Sunday, February 4, 2007

Besan Ka Laddoo

I cannot be termed a bonvivant but, I have always appreciated good food and drink in my life. Though there have been lots of instances in my life when I have had pointers that I am a good cook (good = better than worse) it is not until now that I have chosen to pursue cooking as an active hobby (let's see how long this one lasts) :). I have decided to make a sweet beginning to the new found interest so, armed with some basic recipe books and a little practical knowledge around the kitchen I set out to make Laddu. Laddu, the roundest, cutest and my most favorite of all Indian sweets. No Indian needs introduction to a Laddu.

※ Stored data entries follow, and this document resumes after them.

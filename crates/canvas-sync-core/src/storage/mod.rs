//! Storage abstraction for the durable local cache.
//!
//! Backends store raw JSON records by key. The [`LocalCacheManager`] builds
//! the singleton canvas record on top of them.

mod cache;
mod file;
mod memory;

pub use cache::{CACHE_RECORD_KEY, CacheRecord, LocalCacheManager};
pub use file::FileStorage;
pub use memory::MemoryStorage;

use serde_json::Value;
use std::future::Future;
use std::pin::Pin;
use thiserror::Error;

/// Storage errors.
#[derive(Debug, Error)]
pub enum StorageError {
    #[error("Record not found: {0}")]
    NotFound(String),
    #[error("Storage unavailable: {0}")]
    Unavailable(String),
    #[error("Corrupt record: {0}")]
    Corrupt(String),
    #[error("Serialization error: {0}")]
    Serialization(String),
    #[error("IO error: {0}")]
    Io(String),
    #[error("Storage error: {0}")]
    Other(String),
}

/// Result type for storage operations.
pub type StorageResult<T> = Result<T, StorageError>;

/// Boxed future for async storage operations.
pub type BoxFuture<'a, T> = Pin<Box<dyn Future<Output = T> + 'a>>;

/// Trait for record storage backends.
///
/// Implementations can keep records in memory or on the filesystem. Every
/// write fully replaces the previous value under the key.
pub trait Storage: Send + Sync {
    /// Open the backing store, creating it if absent. Idempotent.
    fn open(&self) -> BoxFuture<'_, StorageResult<()>>;

    /// Save a record.
    fn save(&self, key: &str, record: &Value) -> BoxFuture<'_, StorageResult<()>>;

    /// Load a record.
    fn load(&self, key: &str) -> BoxFuture<'_, StorageResult<Value>>;

    /// Delete a record. Deleting an absent record succeeds.
    fn delete(&self, key: &str) -> BoxFuture<'_, StorageResult<()>>;

    /// Check if a record exists.
    fn exists(&self, key: &str) -> BoxFuture<'_, StorageResult<bool>>;
}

My fondness for Laddus (especially the Moti Choor ones) has lead me to nickname my girl friend Laddu also :) (not because she is round but, because she is sweet and I love her :) ). Today's recipe is one of the most common variants of a Laddu, the Besan (Gram Flour) Laddo.


Ingredients

Besan (Gram Flour) - 500gm
Ghee (Clarified Butter) - 125gm (about 1 cup)
Almonds - 32
Cashews - 32 (around 60 if not split)
Sugar Powder - 250gm
Ground Elachi (Green Cardamom) - 2 tbsp
Borneo (edible) Camphor - 2-3 gm (about a pinch)

Statistics

Makes / Serves - 50-55 pieces
Cooking Time - 25 minutes
Total Preparation Time - 1 hour

Procedure
  1. Sieve the besan to get rid of lumps and air it up a bit. Melt Ghee in a pan and add Besan to it. Fry on low heat till the besan is nicely done and aromatic. Takes about 15-20 min.
  2. Grind the almonds and cashews coarsely and add them to the pan along with the cardamom powder. Stir well and turn the heat off.
  3. After the besan has cooled down enough to handle add powdered sugar along with the camphor and roll it into Laddus.

My Tips
  • The Laddus prepared as above will be powdery and a little dry which is how I like them. If you like them a little softer then add a little more hot ghee before rolling them into Laddus.
  • If you are one with a sweet tooth then adding a little crushed misri (rock candy) to the hot besan is recommended before step 2.
  • For a better visual appeal you may soften the laddus as mentioned above and roll them in a separately prepared coarse mixture of ground almonds and cashews as a final touch.
  • On long standing warming the laddus for 15-20 seconds in a microwave will soften them and give them a freshly made feel.

2 comments:

Aruna said...

hey! looks good..can't wait to try them from u(too lazy to make them ofcourse)

Food&PlacesInHyd said...

We are waiting for some more recipies to be posted soon!!Please do post them Mr.P.